Driving out of LA on the I-10 and heading east toward the desert environs of Joshua Tree, it’s easy to miss the collection of banal warehouses near the base of the San Jacinto Mountains in Banning, California. But they contained a rare treasure uncoveyed by their supply-chain appearances: this was the home of the Museum of Pinball (http://www.museumofpinball.org/). Curating one of the largest collections ever assembled of pinball machines from all eras, along with a robust collection of video game arcade cabinets, the museum was the de facto Library of Congress of arcade exhibition. For me and my partner, the museum got us in touch with the singular pleasures of interacting with pinball’s electro-mechanical delights–a familiar yet different feel from its digital gaming offspring and successor.

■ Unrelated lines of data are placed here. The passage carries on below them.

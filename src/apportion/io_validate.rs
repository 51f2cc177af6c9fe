use std::collections::HashSet;

use crate::apportion::{
    io_common::{find_column, open_table, parse_number, RawTable},
    *,
};

#[derive(Eq, PartialEq, Debug, Clone, Default)]
pub struct ValidationReport {
    pub passed: Vec<String>,
    pub warnings: Vec<String>,
    pub errors: Vec<String>,
}

impl ValidationReport {
    pub fn log(&self) {
        for m in self.passed.iter() {
            info!("[OK] {}", m);
        }
        for m in self.warnings.iter() {
            warn!("[WARN] {}", m);
        }
        for m in self.errors.iter() {
            error!("[ERROR] {}", m);
        }
    }
}

/// The canonical state names: the second column of the canonical file.
///
/// The check is skipped (with a warning) when the file is absent.
pub fn load_canonical(path: &str) -> ApportionResult<Option<Vec<String>>> {
    if !Path::new(path).exists() {
        warn!("Canonical mapping {} not found: skipping canonical check", path);
        return Ok(None);
    }
    let table = open_table(path)?;
    if table.headers.len() < 2 {
        warn!("Canonical file has less than 2 columns: skipping canonical check");
        return Ok(None);
    }
    Ok(Some(
        table
            .column(1)
            .filter(|s| !s.is_empty())
            .map(|s| s.to_string())
            .collect(),
    ))
}

fn validate_population(table: &RawTable, report: &mut ValidationReport) {
    let pop_idx = match find_column(&table.headers, &["population"]) {
        Some(idx) => idx,
        None => {
            report
                .passed
                .push("No population column: skipping population checks.".to_string());
            return;
        }
    };
    let pops: Vec<Option<f64>> = table.column(pop_idx).map(parse_number).collect();
    if pops.iter().any(|p| p.is_none()) {
        report
            .errors
            .push("population contains values that are not numbers.".to_string());
    }
    if pops.iter().any(|p| matches!(p, Some(x) if *x < 0.0)) {
        report
            .errors
            .push("population contains negative values.".to_string());
    }
    if pops.iter().any(|p| *p == Some(0.0)) {
        report
            .warnings
            .push("Some states have population == 0.".to_string());
    }
    report.passed.push("population check done.".to_string());
}

fn validate_states(table: &RawTable, canonical: Option<&[String]>, report: &mut ValidationReport) {
    let state_idx = match find_column(&table.headers, &["state"]) {
        Some(idx) => idx,
        None => {
            report
                .warnings
                .push("No state column: cannot validate names.".to_string());
            return;
        }
    };
    let mut seen: HashSet<&str> = HashSet::new();
    let mut dups: Vec<&str> = Vec::new();
    for s in table.column(state_idx) {
        if !seen.insert(s) && !dups.contains(&s) {
            dups.push(s);
        }
    }
    if dups.is_empty() {
        report.passed.push("No duplicate states.".to_string());
    } else {
        report
            .errors
            .push(format!("Duplicate states found: {:?}", dups));
    }

    if let Some(canon) = canonical {
        let missing: Vec<&str> = table
            .column(state_idx)
            .filter(|s| !canon.iter().any(|c| c == s))
            .collect();
        if missing.is_empty() {
            report
                .passed
                .push("All states match canonical list.".to_string());
        } else {
            report
                .warnings
                .push(format!("States not in canonical list: {:?}", missing));
        }
    }
}

fn validate_seats(table: &RawTable, report: &mut ValidationReport) {
    let seats_idx = match find_column(&table.headers, &["seats"]) {
        Some(idx) => idx,
        None => {
            report
                .passed
                .push("No seats column: skipping seat-sum check.".to_string());
            return;
        }
    };
    let seats: Vec<Option<f64>> = table.column(seats_idx).map(parse_number).collect();
    if seats.iter().any(|s| s.is_none()) {
        report
            .errors
            .push("seats contains values that are not numbers.".to_string());
        return;
    }
    let total: f64 = seats.iter().flatten().sum();
    let valid = ApportionmentConfig::LEGISLATURE_SIZES
        .iter()
        .any(|s| *s as f64 == total);
    if valid {
        report.passed.push(format!("Seat sum = {}", total));
    } else {
        report.errors.push(format!(
            "Seat sum invalid: {} (expected one of {:?})",
            total,
            ApportionmentConfig::LEGISLATURE_SIZES
        ));
    }
}

/// Checks a population or an allocation table.
pub fn validate_table(table: &RawTable, canonical: Option<&[String]>) -> ValidationReport {
    let mut report = ValidationReport::default();
    validate_population(table, &mut report);
    validate_states(table, canonical, &mut report);
    validate_seats(table, &mut report);
    debug!("validate_table: {}: {:?}", table.path, report);
    report
}

#[cfg(test)]
mod tests {
    use super::*;
    use crate::apportion::io_common::read_table;

    fn table(data: &str) -> RawTable {
        read_table(data.as_bytes(), "v.csv").unwrap()
    }

    #[test]
    fn clean_population_file() {
        let r = validate_table(&table("state,population\nA,10\nB,20\n"), None);
        assert!(r.errors.is_empty());
        assert!(r.warnings.is_empty());
    }

    #[test]
    fn population_problems() {
        let r = validate_table(&table("state,population\nA,-10\nB,0\nA,x\n"), None);
        assert_eq!(r.errors.len(), 3);
        assert!(r.errors[2].contains("\"A\""));
        assert_eq!(r.warnings.len(), 1);
    }

    #[test]
    fn seat_sums() {
        let ok = format!("state,seats\nA,500\nB,{}\n", 43);
        assert!(validate_table(&table(&ok), None).errors.is_empty());
        let r = validate_table(&table("state,seats\nA,500\nB,44\n"), None);
        assert_eq!(r.errors.len(), 1);
        assert!(r.errors[0].contains("544"));
    }

    #[test]
    fn canonical_names() {
        let canon = vec!["Goa".to_string(), "Kerala".to_string()];
        let r = validate_table(&table("state,population\nGoa,1\nKeralam,2\n"), Some(&canon));
        assert_eq!(r.warnings.len(), 1);
        assert!(r.warnings[0].contains("Keralam"));
    }
}
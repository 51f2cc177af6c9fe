use log::debug;
use std::cmp::Ordering;

use crate::config::*;

/// Distributes `seats_total` seats proportionally to `weights` using the
/// largest remainder (Hamilton) method.
///
/// Every position receives the integer part of its quota, and the seats that
/// are left are given one by one to the largest fractional remainders. Equal
/// remainders are resolved by position: the earlier position wins.
///
/// ```
/// # use apportionment::allocate_seats;
/// let seats = allocate_seats(&[100.0, 200.0, 300.0], 6)?;
/// assert_eq!(seats, vec![1, 2, 3]);
/// # Ok::<(), apportionment::AllocationErrors>(())
/// ```
pub fn allocate_seats(weights: &[f64], seats_total: u32) -> Result<Vec<u32>, AllocationErrors> {
    if seats_total == 0 {
        return Err(AllocationErrors::InvalidSeatTotal);
    }
    if let Some((index, &weight)) = weights
        .iter()
        .enumerate()
        .find(|(_, w)| !w.is_finite() || **w < 0.0)
    {
        return Err(AllocationErrors::InvalidWeight { index, weight });
    }
    let total_weight: f64 = weights.iter().sum();
    if total_weight <= 0.0 {
        return Err(AllocationErrors::ZeroTotalWeight);
    }

    let seats_f = seats_total as f64;
    // Multiply first: exact divisions then stay exact.
    let quotas: Vec<f64> = weights
        .iter()
        .map(|w| w * seats_f / total_weight)
        .collect();
    let mut seats: Vec<u32> = quotas.iter().map(|q| q.floor() as u32).collect();
    let remainders: Vec<f64> = quotas
        .iter()
        .zip(seats.iter())
        .map(|(q, s)| q - *s as f64)
        .collect();
    debug!("allocate_seats: quotas: {:?}", quotas);

    // Positions by decreasing remainder, then by increasing position.
    let mut order: Vec<usize> = (0..weights.len()).collect();
    order.sort_by(|&a, &b| match remainders[b].total_cmp(&remainders[a]) {
        Ordering::Equal => a.cmp(&b),
        o => o,
    });

    let assigned: u64 = seats.iter().map(|s| *s as u64).sum();
    let leftover = seats_total as i64 - assigned as i64;
    debug!(
        "allocate_seats: base seats: {:?}, leftover: {}",
        seats, leftover
    );

    if leftover >= 0 {
        for idx in order.iter().cycle().take(leftover as usize) {
            seats[*idx] += 1;
        }
    } else {
        // Only reachable through floating point drift in the quotas.
        let mut excess = (-leftover) as usize;
        for idx in order.iter().rev().cycle() {
            if excess == 0 {
                break;
            }
            if seats[*idx] > 0 {
                seats[*idx] -= 1;
                excess -= 1;
            }
        }
    }
    Ok(seats)
}

/// Computes the weight of every region under the given rule.
pub fn weigh_regions(regions: &[Region], rule: &AllocationRule) -> Vec<WeightedRegion> {
    regions
        .iter()
        .map(|r| WeightedRegion {
            region: r.clone(),
            weight: rule.weight(r.population),
        })
        .collect()
}
use log::{debug, info};
use std::collections::HashMap;

use crate::config::*;
use crate::stats;

/// Summary of the distribution of the elasticities of one allocation.
pub fn elasticity_summary(table: &IndicatorTable) -> ElasticitySummary {
    let elasticities: Vec<Option<f64>> = table.records.iter().map(|r| r.elasticity).collect();
    ElasticitySummary {
        allocation: table.allocation.clone(),
        mean: stats::mean(&elasticities),
        median: stats::median(&elasticities),
        p10: stats::percentile(&elasticities, 10.0),
        p90: stats::percentile(&elasticities, 90.0),
    }
}

/// Mean of |spm_candidate - spm_baseline| / spm_baseline over the regions of
/// the candidate, matched by name with the baseline.
///
/// Regions without a baseline value, or with a baseline value of zero, do not
/// contribute.
pub fn mean_relative_change(candidate: &IndicatorTable, baseline: &IndicatorTable) -> Option<f64> {
    let baseline_spm: HashMap<&str, Option<f64>> = baseline
        .records
        .iter()
        .map(|r| (r.region.as_str(), r.seats_per_million))
        .collect();
    let changes: Vec<Option<f64>> = candidate
        .records
        .iter()
        .map(|r| {
            match (r.seats_per_million, baseline_spm.get(r.region.as_str())) {
                (Some(cur), Some(Some(base))) if *base != 0.0 => {
                    Some(((cur - base) / base).abs())
                }
                _ => {
                    debug!(
                        "mean_relative_change: {}: no baseline for region {:?}",
                        candidate.allocation, r.region
                    );
                    None
                }
            }
        })
        .collect();
    stats::mean(&changes)
}

/// Compares an allocation with the proportional baseline.
///
/// Returns nothing when the candidate is the baseline itself.
pub fn compare_to_baseline(
    candidate: &IndicatorTable,
    baseline: &IndicatorTable,
) -> Option<ComparativeRecord> {
    if candidate.allocation == baseline.allocation {
        debug!(
            "compare_to_baseline: skipping the baseline {}",
            baseline.allocation
        );
        return None;
    }
    let es = elasticity_summary(candidate);
    let mrc = mean_relative_change(candidate, baseline);
    info!(
        "{} vs {}: mrc: {:?} elasticity p10: {:?} p90: {:?}",
        candidate.allocation, baseline.allocation, mrc, es.p10, es.p90
    );
    Some(ComparativeRecord {
        allocation: candidate.allocation.clone(),
        elasticity_p10: es.p10,
        elasticity_p90: es.p90,
        mrc,
    })
}

#[cfg(test)]
mod tests {
    use super::*;
    use crate::indicators::{compute_indicators, RegionSeats};

    fn table(name: &str, data: &[(&str, f64, u32)]) -> IndicatorTable {
        let rows: Vec<RegionSeats> = data
            .iter()
            .map(|(r, p, s)| RegionSeats {
                region: r.to_string(),
                population: *p,
                seats: *s,
            })
            .collect();
        compute_indicators(name, &rows)
    }

    #[test]
    fn mrc_against_itself_is_zero() {
        let t = table("a", &[("A", 1e6, 3), ("B", 2e6, 1), ("C", 5e5, 2)]);
        assert_eq!(mean_relative_change(&t, &t), Some(0.0));
        assert_eq!(compare_to_baseline(&t, &t), None);
    }

    #[test]
    fn mrc_matches_by_region() {
        let base = table("proportional", &[("A", 1e6, 2), ("B", 1e6, 2)]);
        // Regions in a different order. A: 4 vs 2 (+100%), B: 1 vs 2 (-50%)
        let cand = table("dp", &[("B", 1e6, 1), ("A", 1e6, 4)]);
        let c = compare_to_baseline(&cand, &base).unwrap();
        assert!((c.mrc.unwrap() - 0.75).abs() < 1e-12);
        assert_eq!(c.allocation, "dp");
    }

    #[test]
    fn mrc_skips_zero_baseline() {
        let base = table("proportional", &[("A", 1e6, 2), ("B", 1e6, 0), ("C", 0.0, 0)]);
        let cand = table("dp", &[("A", 1e6, 1), ("B", 1e6, 1), ("C", 0.0, 0)]);
        let mrc = mean_relative_change(&cand, &base).unwrap();
        assert!((mrc - 0.5).abs() < 1e-12);

        let none = table("none", &[("Z", 1e6, 1)]);
        assert_eq!(mean_relative_change(&none, &base), None);
    }

    #[test]
    fn elasticity_percentiles() {
        let t = table(
            "t",
            &[
                ("A", 1e6, 1),
                ("B", 1e6, 2),
                ("C", 1e6, 3),
                ("D", 1e6, 4),
                ("E", 1e6, 5),
            ],
        );
        // elasticities: 1/3, 2/3, 1, 4/3, 5/3
        let es = elasticity_summary(&t);
        assert!((es.median.unwrap() - 1.0).abs() < 1e-12);
        assert!((es.p10.unwrap() - (1.0 / 3.0 + 0.4 / 3.0)).abs() < 1e-12);
        assert!((es.p90.unwrap() - (4.0 / 3.0 + 0.6 / 3.0)).abs() < 1e-12);
    }
}
// Readers and writers of the population, allocation and annexure tables.

use std::io::Write;

use crate::apportion::{
    io_common::{open_table, parse_number, require_column, RawTable},
    *,
};

pub const STATE_COLUMNS: [&str; 3] = ["state", "state_name", "region"];
pub const SEATS_COLUMNS: [&str; 4] = ["seats", "seat", "allocated", "allocation"];

/// Reads a cleaned population file (columns state and population).
pub fn read_populations(path: &str) -> ApportionResult<Vec<Region>> {
    info!("Attempting to read population file {:?}", path);
    parse_populations(&open_table(path)?)
}

pub fn parse_populations(table: &RawTable) -> ApportionResult<Vec<Region>> {
    let state_idx = require_column(table, &["state"])?;
    let pop_idx = require_column(table, &["population"])?;
    let mut res: Vec<Region> = Vec::new();
    for (idx, row) in table.rows.iter().enumerate() {
        let lineno = RawTable::lineno(idx);
        let path = table.path.clone();
        let name = row
            .get(state_idx)
            .context(CsvLineTooShortSnafu {
                path: path.clone(),
                lineno,
            })?
            .clone();
        let content = row.get(pop_idx).cloned().unwrap_or_default();
        let population = parse_number(&content)
            .filter(|p| p.is_finite())
            .context(ParsingNumberSnafu {
                content: content.clone(),
                region: name.clone(),
                path: path.clone(),
                lineno,
            })?;
        if population < 0.0 {
            return NegativePopulationSnafu {
                region: name,
                population,
                path,
            }
            .fail();
        }
        if population == 0.0 {
            warn!("{}: region {} has a population of 0", table.path, name);
        }
        res.push(Region { name, population });
    }
    debug!("parse_populations: {:?}", res);
    Ok(res)
}

/// Reads the seats of an allocation file. The state and seats columns are
/// found by name. Rows without seats are skipped.
pub fn read_allocation(path: &str) -> ApportionResult<Vec<(String, u32)>> {
    parse_allocation(&open_table(path)?)
}

pub fn parse_allocation(table: &RawTable) -> ApportionResult<Vec<(String, u32)>> {
    let state_idx = require_column(table, &STATE_COLUMNS)?;
    let seats_idx = require_column(table, &SEATS_COLUMNS)?;
    let mut res: Vec<(String, u32)> = Vec::new();
    for (idx, row) in table.rows.iter().enumerate() {
        let lineno = RawTable::lineno(idx);
        let name = row.get(state_idx).cloned().unwrap_or_default();
        let content = row.get(seats_idx).cloned().unwrap_or_default();
        if content.is_empty() {
            debug!("parse_allocation: line {}: no seats for {:?}", lineno, name);
            continue;
        }
        // Seats may have been written as floats by other tools.
        let seats = match parse_number(&content) {
            Some(x) if x >= 0.0 && x.fract() == 0.0 && x <= u32::MAX as f64 => x as u32,
            _ => {
                return ParsingNumberSnafu {
                    content,
                    region: name,
                    path: table.path.clone(),
                    lineno,
                }
                .fail();
            }
        };
        res.push((name, seats));
    }
    Ok(res)
}

pub fn allocation_file_name(allocation: &Allocation) -> String {
    match allocation.rule {
        AllocationRule::Proportional => {
            format!("alloc_proportional_{}.csv", allocation.seats_total)
        }
        AllocationRule::Degressive { alpha } => {
            format!("alloc_dp_alpha_{}_{}.csv", alpha, allocation.seats_total)
        }
    }
}

#[derive(Serialize)]
struct ProportionalRow<'a> {
    state: &'a str,
    population: f64,
    seats: u32,
}

#[derive(Serialize)]
struct DegressiveRow<'a> {
    state: &'a str,
    population: f64,
    alpha: f64,
    seats: u32,
}

#[derive(Serialize)]
struct MiTableRow<'a> {
    state: &'a str,
    population: f64,
    seats: u32,
    seats_per_million: Option<f64>,
    rep_ratio: Option<f64>,
    elasticity: Option<f64>,
    allocation_file: &'a str,
}

#[derive(Serialize)]
struct ElasticityRow<'a> {
    file: &'a str,
    mean_elasticity: Option<f64>,
    median_elasticity: Option<f64>,
    p90_elasticity: Option<f64>,
    p10_elasticity: Option<f64>,
}

#[derive(Serialize)]
struct MrcRow<'a> {
    file: &'a str,
    mrc_mean_abs_rel_change: Option<f64>,
}

#[derive(Serialize)]
struct FairnessRow<'a> {
    file: &'a str,
    total_seats: u64,
    total_population: f64,
    #[serde(rename = "MI_seats_per_million")]
    mi_seats_per_million: Option<f64>,
    #[serde(rename = "Gini_seats_per_million")]
    gini_seats_per_million: Option<f64>,
    mean_elasticity: Option<f64>,
    median_elasticity: Option<f64>,
    mean_seats_per_million: Option<f64>,
}

/// Writes the header, then the rows. The header is present even if there is
/// no row.
pub fn write_rows<W: Write, S: Serialize>(
    w: W,
    path: &str,
    headers: &[&str],
    rows: &[S],
) -> ApportionResult<()> {
    let mut wtr = csv::WriterBuilder::new().has_headers(false).from_writer(w);
    wtr.write_record(headers)
        .context(WritingCsvSnafu { path })?;
    for row in rows.iter() {
        wtr.serialize(row).context(WritingCsvSnafu { path })?;
    }
    wtr.flush()
        .map_err(csv::Error::from)
        .context(WritingCsvSnafu { path })?;
    debug!("write_rows: {}: {} rows", path, rows.len());
    Ok(())
}

/// Creates (or truncates) an output file.
pub fn create_file(path: &Path) -> ApportionResult<fs::File> {
    fs::File::create(path)
        .map_err(csv::Error::from)
        .context(WritingCsvSnafu {
            path: path.display().to_string(),
        })
}

pub fn write_allocation<W: Write>(w: W, path: &str, allocation: &Allocation) -> ApportionResult<()> {
    match allocation.rule {
        AllocationRule::Proportional => {
            let rows: Vec<ProportionalRow> = allocation
                .records
                .iter()
                .map(|r| ProportionalRow {
                    state: &r.region,
                    population: r.population,
                    seats: r.seats,
                })
                .collect();
            write_rows(w, path, &["state", "population", "seats"], &rows)
        }
        AllocationRule::Degressive { alpha } => {
            let rows: Vec<DegressiveRow> = allocation
                .records
                .iter()
                .map(|r| DegressiveRow {
                    state: &r.region,
                    population: r.population,
                    alpha,
                    seats: r.seats,
                })
                .collect();
            write_rows(w, path, &["state", "population", "alpha", "seats"], &rows)
        }
    }
}

/// Annexure C: one row per region and allocation.
pub fn write_mi_table<W: Write>(w: W, path: &str, tables: &[IndicatorTable]) -> ApportionResult<()> {
    let rows: Vec<MiTableRow> = tables
        .iter()
        .flat_map(|t| {
            t.records.iter().map(move |r| MiTableRow {
                state: &r.region,
                population: r.population,
                seats: r.seats,
                seats_per_million: r.seats_per_million,
                rep_ratio: r.seats_per_million,
                elasticity: r.elasticity,
                allocation_file: &t.allocation,
            })
        })
        .collect();
    write_rows(
        w,
        path,
        &[
            "state",
            "population",
            "seats",
            "seats_per_million",
            "rep_ratio",
            "elasticity",
            "allocation_file",
        ],
        &rows,
    )
}

/// Annexure D.
pub fn write_elasticity_summary<W: Write>(
    w: W,
    path: &str,
    summaries: &[ElasticitySummary],
) -> ApportionResult<()> {
    let rows: Vec<ElasticityRow> = summaries
        .iter()
        .map(|es| ElasticityRow {
            file: &es.allocation,
            mean_elasticity: es.mean,
            median_elasticity: es.median,
            p90_elasticity: es.p90,
            p10_elasticity: es.p10,
        })
        .collect();
    write_rows(
        w,
        path,
        &[
            "file",
            "mean_elasticity",
            "median_elasticity",
            "p90_elasticity",
            "p10_elasticity",
        ],
        &rows,
    )
}

/// Annexure E.
pub fn write_mrc_summary<W: Write>(
    w: W,
    path: &str,
    comparisons: &[ComparativeRecord],
) -> ApportionResult<()> {
    let rows: Vec<MrcRow> = comparisons
        .iter()
        .map(|c| MrcRow {
            file: &c.allocation,
            mrc_mean_abs_rel_change: c.mrc,
        })
        .collect();
    write_rows(w, path, &["file", "mrc_mean_abs_rel_change"], &rows)
}

pub fn write_fairness_indicators<W: Write>(
    w: W,
    path: &str,
    tables: &[IndicatorTable],
) -> ApportionResult<()> {
    let rows: Vec<FairnessRow> = tables
        .iter()
        .map(|t| FairnessRow {
            file: &t.allocation,
            total_seats: t.summary.total_seats,
            total_population: t.summary.total_population,
            mi_seats_per_million: t.summary.malapportionment_index,
            gini_seats_per_million: t.summary.gini,
            mean_elasticity: t.summary.mean_elasticity,
            median_elasticity: t.summary.median_elasticity,
            mean_seats_per_million: t.summary.mean_seats_per_million,
        })
        .collect();
    write_rows(
        w,
        path,
        &[
            "file",
            "total_seats",
            "total_population",
            "MI_seats_per_million",
            "Gini_seats_per_million",
            "mean_elasticity",
            "median_elasticity",
            "mean_seats_per_million",
        ],
        &rows,
    )
}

It also sparked for me a research paper into one of the most curious and controversial pinball machines (in pinhead circles) ever mass produced: Stern’s Orbitor 1 (1982).
Alas, we cannot have nice (or even necessary) things. The Museum of Pinball is now tragically and officially gone–its curatorial triumph dissolved and scattered to the winds, undone by Covid’s financial hit and an unsuccessful bid to move to Palm Springs. You can read all about it in the New York Times.
I hope someday to post my own photos of the Museum of Pinball in “Field Trips” on this site. But for now, suffice to say this is a terrible, terrible blow for games archiving, and a loss for cultural preservation, education… and just plain fun. The Museum of Pinball will be missed.